Dès qu’elle poussa un peu son avantage, elle se heurta à un mur mental, qu’elle contourna rapidement. L’effort lui coûta un peu. Mais elle persévéra. Derrière, qu’y avait-il ? Elle essaya de scruter derrière la barrière psychique. Une pointe de migraine la lança brutalement. Elle relâcha son contact mental. Et dévisagea l’homme devant elle qui lui disait au revoir. Quelques gouttes de sueur perlaient à son front. Il plissait les yeux, l’air soudain plus fermé. Melinda tenta de rétablir le lien mais il la repoussa doucement de ses deux mains en lui glissant au passage :

- N’allez pas plus loin, vous vous feriez mal ….et à moi aussi.

Interloquée, Melinda l’accompagna jusqu’à la porte d’entrée. Tandis qu’il attrapait son balai et sa cape de voyage, elle demanda à mi-voix :

- Vous êtes un Legilimens vous aussi ?

- Non  - mais je suis devenu sensible à cet art. J’ai appris à fermer mon esprit avec un peu d’Occlumancie. Mais vous êtes fichtrement douée, Melinda ! Je le savais, j’en avais entendu parler.

Melinda se refusa à paraître surprise. Sur le ton de la conversation courante, elle interrogea :

- Ah, et qui vous a informé ?

- Personne de son propre gré. Juste des mots saisis au hasard.

- Prononcés par ?

- Une femme nommée Abigail.

Le silence s’installa. Melinda n’en revenait pas. Elle avait du mal à réaliser ce qu’elle venait d’apprendre. Robert la regardait avec un certain amusement, visiblement. Il s’apprêtait à la planter là quand elle le retint :

-Vous voulez parler d’Abigail Dittany ? Nous devons nous revoir, Robert !

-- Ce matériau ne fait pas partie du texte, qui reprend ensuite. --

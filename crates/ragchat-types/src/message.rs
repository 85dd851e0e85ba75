//! Chat transcript message types.
//!
//! A transcript is an append-only, ordered list of [`Message`]s. The JSON
//! shape (`{"sender":"user","text":"..."}`) is also the durable storage
//! format, so exported transcripts can be read back without conversion.

use serde::{Deserialize, Serialize};

use std::fmt;
use std::str::FromStr;

/// Who authored a transcript message.
#[derive(Debug, Clone, Copy, PartialEq, Eq, Hash, Serialize, Deserialize)]
#[serde(rename_all = "lowercase")]
pub enum Sender {
    User,
    Bot,
}

impl fmt::Display for Sender {
    fn fmt(&self, f: &mut fmt::Formatter<'_>) -> fmt::Result {
        match self {
            Sender::User => write!(f, "user"),
            Sender::Bot => write!(f, "bot"),
        }
    }
}

impl FromStr for Sender {
    type Err = String;

    fn from_str(s: &str) -> Result<Self, Self::Err> {
        match s.to_lowercase().as_str() {
            "user" => Ok(Sender::User),
            "bot" => Ok(Sender::Bot),
            other => Err(format!("invalid sender: '{other}'")),
        }
    }
}

/// A single transcript entry.
///
/// Messages are never mutated after creation. `text` is raw and may contain
/// markdown; rendering is left to the view.
#[derive(Debug, Clone, PartialEq, Eq, Serialize, Deserialize)]
pub struct Message {
    pub sender: Sender,
    pub text: String,
}

impl Message {
    /// A message typed by the user.
    pub fn user(text: impl Into<String>) -> Self {
        Self {
            sender: Sender::User,
            text: text.into(),
        }
    }

    /// A message produced by the chat service (or the fallback placeholder).
    pub fn bot(text: impl Into<String>) -> Self {
        Self {
            sender: Sender::Bot,
            text: text.into(),
        }
    }

    pub fn is_user(&self) -> bool {
        self.sender == Sender::User
    }

    pub fn is_bot(&self) -> bool {
        self.sender == Sender::Bot
    }
}
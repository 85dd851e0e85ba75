//! Chat service wire types.

use serde::{Deserialize, Serialize};

/// Body of `POST /chat`.
#[derive(Debug, Serialize)]
pub struct ChatRequest<'a> {
    pub query: &'a str,
    pub session_id: &'a str,
}

/// Response of `POST /chat`. Fields other than `answer` are ignored.
#[derive(Debug, Deserialize)]
pub struct ChatResponse {
    pub answer: String,
}

/// Body of `POST /reset-session`.
#[derive(Debug, Serialize)]
pub struct ResetRequest<'a> {
    pub session_id: &'a str,
}
//! Slash command parsing for the chat loop.

use console::style;

/// Available slash commands in the chat loop.
#[derive(Debug, PartialEq)]
pub enum ChatCommand {
    /// Show available commands.
    Help,
    /// Clear the terminal screen.
    Clear,
    /// Exit the chat loop (the session stays active).
    Exit,
    /// End the session: notify the service, rotate the id, clear history.
    Reset,
    /// Replay the transcript.
    History,
    /// Show the active session id.
    Session,
    /// Unknown command.
    Unknown(String),
}

/// Parse user input as a slash command.
///
/// Returns `None` if the input doesn't start with `/`.
pub fn parse(input: &str) -> Option<ChatCommand> {
    let trimmed = input.trim();
    if !trimmed.starts_with('/') {
        return None;
    }

    let cmd = trimmed
        .split_whitespace()
        .next()
        .unwrap_or_default()
        .to_lowercase();

    match cmd.as_str() {
        "/help" | "/h" | "/?" => Some(ChatCommand::Help),
        "/clear" | "/cls" => Some(ChatCommand::Clear),
        "/exit" | "/quit" | "/q" => Some(ChatCommand::Exit),
        "/reset" | "/end" | "/new" => Some(ChatCommand::Reset),
        "/history" => Some(ChatCommand::History),
        "/session" => Some(ChatCommand::Session),
        other => Some(ChatCommand::Unknown(other.to_string())),
    }
}

/// Print the help text listing all available commands.
pub fn print_help() {
    println!();
    println!("  {}", style("Available commands:").bold());
    println!();
    println!("  {}     {}", style("/help").cyan(), "Show this help message");
    println!("  {}    {}", style("/clear").cyan(), "Clear the screen");
    println!(
        "  {}    {}",
        style("/reset").cyan(),
        "End the session and start a new one (alias /end)"
    );
    println!("  {}  {}", style("/history").cyan(), "Show the conversation so far");
    println!("  {}  {}", style("/session").cyan(), "Show the active session id");
    println!("  {}     {}", style("/exit").cyan(), "Leave the chat (the session is kept)");
    println!();
    println!("  {}", style("Ctrl+D to exit").dim());
    println!();
}
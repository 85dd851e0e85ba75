//! Database pool with split reader/writer connections in WAL mode.
//!
//! SQLite allows only one writer at a time. `DatabasePool` keeps a small
//! multi-connection reader pool for lookups and a single-connection writer
//! pool so writes (including the atomic reset batch) are serialized.

use std::path::Path;
use std::str::FromStr;
use std::time::Duration;

use sqlx::sqlite::{SqliteConnectOptions, SqliteJournalMode, SqlitePool, SqlitePoolOptions};

/// Database file name inside the data directory.
pub const DATABASE_FILE: &str = "ragchat.db";

/// Split read/write pool for SQLite with WAL mode.
///
/// - `reader`: Multi-connection pool (up to 4) for SELECT queries.
/// - `writer`: Single-connection pool for INSERT/UPDATE/DELETE.
#[derive(Clone)]
pub struct DatabasePool {
    pub reader: SqlitePool,
    pub writer: SqlitePool,
}

impl DatabasePool {
    /// Open (creating if missing) the database at `database_url`.
    ///
    /// Runs migrations on the writer pool before the reader pool is opened.
    pub async fn new(database_url: &str) -> Result<Self, sqlx::Error> {
        let base_opts = SqliteConnectOptions::from_str(database_url)?
            .journal_mode(SqliteJournalMode::Wal)
            .busy_timeout(Duration::from_secs(5))
            .create_if_missing(true);

        let read_opts = base_opts.clone().read_only(true);

        let writer = SqlitePoolOptions::new()
            .max_connections(1)
            .connect_with(base_opts)
            .await?;

        sqlx::migrate!("../../migrations").run(&writer).await?;

        let reader = SqlitePoolOptions::new()
            .max_connections(4)
            .connect_with(read_opts)
            .await?;

        Ok(Self { reader, writer })
    }

    /// Open the database file inside `data_dir`, creating the directory.
    pub async fn open_in(data_dir: &Path) -> Result<Self, sqlx::Error> {
        tokio::fs::create_dir_all(data_dir).await?;
        Self::new(&database_url(data_dir)).await
    }
}

/// `sqlite://` URL for the database file inside `data_dir`.
pub fn database_url(data_dir: &Path) -> String {
    format!("sqlite://{}", data_dir.join(DATABASE_FILE).display())
}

Il sourit. Il était à nouveau parfaitement aimable et plaisant à regarder :

- Mais bien sûr ! Envoyez-moi un hibou ! Ah, et s’il vous plaît, appelez-moi Rob. Robert était le prénom de mon père. A vous revoir, Melinda.

Il rabattit le capuchon de sa cape et sortit. Sur le perron, elle le vit avec stupeur enfourcher son balai et s’élever rapidement dans les airs.

- Je ne peux pas croire que ce type a dépassé les soixante-dix ans ! Je veux connaître la vérité ! L’élixir de Jouvence n’est toujours qu’un mythe, à ma connaissance !

- Et bien, Melinda, tu parles seule à présent ? Ce n’est pas bon signe . Allons plutôt discuter de cette année à Poudlard, ma fille, intervint Minerva au fond du couloir.

Avec une pointe de regret, Melinda rentra dans la maison de John. Quelque chose clochait, décidément. Et il lui tardait de mettre le doigt dessus.